Vinculin mediated axon growth requires interaction with actin but not talin

Axon growth requires coordination of the actin cytoskeleton by actin-binding proteins in the growth cones of the extending neurites. The actin-binding protein vinculin (Vcl) is a major constituent of focal adhesion but its role in neuronal migration and axon growth is poorly understood. We found that vinculin deletion in mouse neocortical neurons attenuated axon growth both in vitro and in vivo. Using functional mutants of vinculin, we found that various domains of vinculin affect cell migration and axon growth differently. While expression of a constitutively active vinculin significantly enhanced axon growth, the head-neck domain had a moderate inhibitory effect.

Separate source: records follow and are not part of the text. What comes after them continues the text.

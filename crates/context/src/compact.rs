use crate::summarize::{build_summarization_prompt, failed_summary_text, Summarizer};
use ac_domain::{Error, MessageHistory, Turn};

const COMPACT_PREFIX: &str =
    "This session is being continued from a previous conversation...\n\n";

/// `/compact`: summarize the entire history into one final summary, clear
/// it, and seed a new user turn with the spec's fixed preamble followed by
/// the seven-section body. Fails cleanly on empty history.
pub async fn compact(history: &mut MessageHistory, max_event_length: usize, summarizer: &dyn Summarizer) -> Result<(), Error> {
    if history.is_empty() {
        return Err(Error::Validation("cannot /compact an empty history".into()));
    }

    let turns: Vec<Turn> = history.turns().to_vec();
    let prompt = build_summarization_prompt(&turns, None, max_event_length);
    let summary = match summarizer.summarize(prompt).await {
        Ok(text) => text,
        Err(e) => failed_summary_text(turns.len(), &e),
    };

    history.clear();
    history
        .push(Turn::user_text(format!("{COMPACT_PREFIX}{summary}")))
        .expect("a freshly cleared history accepts any non-empty turn");
    Ok(())
}

#[cfg(test)]
mod tests {
    use super::*;
    use async_trait::async_trait;

    struct StubSummarizer;

    #[async_trait]
    impl Summarizer for StubSummarizer {
        async fn summarize(&self, _prompt: String) -> Result<String, String> {
            Ok("Primary Request & Intent: ...".into())
        }
    }

    #[tokio::test]
    async fn compact_rejects_empty_history() {
        let mut history = MessageHistory::new();
        let err = compact(&mut history, 10_000, &StubSummarizer).await.unwrap_err();
        assert!(matches!(err, Error::Validation(_)));
    }

    #[tokio::test]
    async fn compact_replaces_history_with_single_seeded_turn() {
        let mut history = MessageHistory::new();
        history.push(Turn::user_text("do a thing")).unwrap();
        history.push(Turn::assistant_text("done")).unwrap();
        compact(&mut history, 10_000, &StubSummarizer).await.unwrap();
        assert_eq!(history.len(), 1);
        let text = history.turns()[0].messages[0].flat_text();
        assert!(text.starts_with("This session is being continued"));
        assert!(text.contains("Primary Request & Intent"));
    }
}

Contrary to previous findings, vinculin-talin interaction was dispensable for axon growth and neuronal migration. Strikingly, expression of the tail domain delayed neuronal migration and caused increased branching, enlarged soma and highly stunted axon both in vitro and in vivo. Inhibition of the Arp2/3 complex completely reversed the branching phenotype caused by tail domain expression without affecting axon length. Similarly, abolishing the tail domain interaction with actin reversed the enlarged cell soma and branching phenotypes but not axon length. Super-resolution microscopy showed increased mobile fraction of actin in tail domain expressing neurons. Our results provide novel insights into the role of vinculin and its functional domains in regulating neuronal migration and axon growth.